Provided entries Start Marker
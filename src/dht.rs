use embedded_hal::{delay::DelayNs, digital::PinState};

use crate::config::Config;
use crate::error::DhtError;
use crate::frame::{self, FRAME_LEN, Frame};
use crate::hal::{Clock, DataLine};
use crate::interrupt::{InterruptControl, InterruptFree};
use crate::pulse::{self, PULSE_COUNT, PulseTable, TIMEOUT};

/// Driver for a DHT-family humidity sensor on a single data line.
///
/// Holds the data line, the timebase, a delay provider and interrupt
/// control, together with the state of the last acquisition. Every sensor
/// gets its own instance.
pub struct Dht<LINE, CLOCK, DELAY, IRQ>
where
    LINE: DataLine,
{
    line: LINE,
    clock: CLOCK,
    delay: DELAY,
    interrupts: IRQ,
    config: Config,
    max_cycles: u32,
    last_read_ms: u32,
    last_result: bool,
    last_error: Option<DhtError<LINE::Error>>,
    frame: Frame,
}

impl<LINE, CLOCK, DELAY, IRQ> Dht<LINE, CLOCK, DELAY, IRQ>
where
    LINE: DataLine,
    CLOCK: Clock,
    DELAY: DelayNs,
    IRQ: InterruptControl,
{
    /// Creates a new driver and puts the data line into its idle state.
    ///
    /// # Arguments
    ///
    /// * `line` - The sensor data line.
    /// * `clock` - Millisecond timebase used for rate limiting.
    /// * `delay` - A delay provider implementing the `DelayNs` trait.
    /// * `interrupts` - Interrupt control for the timing-critical part of a read.
    /// * `config` - Timing constants.
    ///
    /// The first call to [`read`](Self::read) always talks to the sensor.
    pub fn new(
        mut line: LINE,
        clock: CLOCK,
        delay: DELAY,
        interrupts: IRQ,
        config: Config,
    ) -> Result<Self, DhtError<LINE::Error>> {
        line.set_input_pullup()?;

        // Pretend the last read happened exactly one interval ago. Wraps
        // the same way the elapsed-time subtraction does.
        let last_read_ms = clock.now_ms().wrapping_sub(config.min_interval.to_millis());

        Ok(Dht {
            line,
            clock,
            delay,
            interrupts,
            max_cycles: config.max_cycles(),
            config,
            last_read_ms,
            last_result: false,
            last_error: None,
            frame: Frame::default(),
        })
    }

    /// Reads the sensor and returns whether a valid frame is available.
    ///
    /// Unless `force` is set, a call made less than `min_interval` after the
    /// previous acquisition does not touch the line and returns the previous
    /// result.
    pub fn read(&mut self, force: bool) -> bool {
        let now = self.clock.now_ms();
        let min_interval = self.config.min_interval.to_millis();
        if !force && !interval_elapsed(now, self.last_read_ms, min_interval) {
            debug!("returning cached result");
            return self.last_result;
        }

        debug!("starting new acquisition");
        self.last_read_ms = now;
        self.frame = Frame::default();

        match self.acquire() {
            Ok(frame) => {
                self.frame = frame;
                self.last_result = true;
                self.last_error = None;
            }
            Err(err) => {
                self.last_result = false;
                self.last_error = Some(err);
            }
        }
        self.last_result
    }

    /// Reads the sensor (subject to rate limiting) and returns the relative
    /// humidity in percent.
    ///
    /// Returns `None` if the last acquisition failed, so a stale or zeroed
    /// buffer is never reported as a measurement.
    pub fn read_humidity(&mut self) -> Option<f32> {
        self.read(false);
        let humidity = self.frame().map(Frame::humidity);
        if let Some(value) = humidity {
            debug!("humidity raw: {}, value: {}", self.frame.humidity_raw(), value);
        }
        humidity
    }

    /// Runs one full acquisition, ignoring rate limiting.
    ///
    /// This sends the start signal, waits for the sensor's handshake,
    /// captures the 80 data pulses, decodes them and validates the checksum.
    /// It does not update the cached result used by [`read`](Self::read).
    pub fn acquire(&mut self) -> Result<Frame, DhtError<LINE::Error>> {
        self.start()?;

        let pulses = self.capture()?;
        let frame = Frame::decode(&pulses).ok_or(DhtError::Timeout)?;

        let bytes = frame.bytes();
        let expected = frame::checksum(&bytes[..FRAME_LEN - 1]);
        if expected != frame.checksum() {
            warn!("checksum failure");
            return Err(DhtError::ChecksumMismatch {
                expected,
                received: frame.checksum(),
            });
        }

        debug!("checksum matches");
        Ok(frame)
    }

    /// The last frame, if the last acquisition succeeded.
    pub fn frame(&self) -> Option<&Frame> {
        self.last_result.then_some(&self.frame)
    }

    /// Raw payload buffer.
    ///
    /// Only meaningful when [`last_result`](Self::last_result) is `true`.
    pub fn data(&self) -> &[u8; FRAME_LEN] {
        self.frame.bytes()
    }

    /// Whether the last acquisition produced a valid frame.
    pub fn last_result(&self) -> bool {
        self.last_result
    }

    /// Why the last acquisition failed, if it did.
    pub fn last_error(&self) -> Option<&DhtError<LINE::Error>> {
        self.last_error.as_ref()
    }

    pub fn config(&self) -> &Config {
        &self.config
    }

    /// Polling budget for a single pulse, derived from the config.
    pub fn max_cycles(&self) -> u32 {
        self.max_cycles
    }

    /// Releases the hardware resources.
    pub fn release(self) -> (LINE, CLOCK, DELAY, IRQ) {
        (self.line, self.clock, self.delay, self.interrupts)
    }

    /// Sends the start signal.
    ///
    /// Lets the line float high for a moment, drives it low long enough to
    /// wake the sensor, then releases it and waits for the sensor to take over.
    fn start(&mut self) -> Result<(), DhtError<LINE::Error>> {
        self.line.set_input_pullup()?;
        self.delay.delay_ms(self.config.wakeup_settle.to_millis());

        // MCU sends start request
        self.line.set_output()?;
        self.line.write(PinState::Low)?;
        self.delay.delay_us(self.config.start_low.to_micros());

        self.line.set_input_pullup()?;
        self.delay.delay_us(self.config.pull_time.to_micros());
        Ok(())
    }

    /// Waits for the handshake and records the 80 data pulses.
    ///
    /// Runs with interrupts disabled; they are enabled again on every return.
    fn capture(&mut self) -> Result<PulseTable, DhtError<LINE::Error>> {
        let max_cycles = self.max_cycles;
        let line = &mut self.line;
        let _irq = InterruptFree::new(&mut self.interrupts);

        // Sensor answers with ~80us low then ~80us high
        if pulse::expect_pulse(line, PinState::Low, max_cycles)? == TIMEOUT {
            warn!("no handshake (low)");
            return Err(DhtError::Timeout);
        }
        if pulse::expect_pulse(line, PinState::High, max_cycles)? == TIMEOUT {
            warn!("no handshake (high)");
            return Err(DhtError::Timeout);
        }

        // Timeouts here are left in the table and caught while decoding
        let mut pulses = [0; PULSE_COUNT];
        for pair in pulses.chunks_exact_mut(2) {
            pair[0] = pulse::expect_pulse(line, PinState::Low, max_cycles)?;
            pair[1] = pulse::expect_pulse(line, PinState::High, max_cycles)?;
        }
        Ok(pulses)
    }
}

/// Whether at least `interval` ms passed between `last` and `now`.
///
/// The subtraction wraps, so this stays correct across a timer overflow.
fn interval_elapsed(now: u32, last: u32, interval: u32) -> bool {
    now.wrapping_sub(last) >= interval
}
Provided entries End Marker
Try it
Looking at the records above, tally the lines holding "acquire" and reply with that number only.

Written solution
2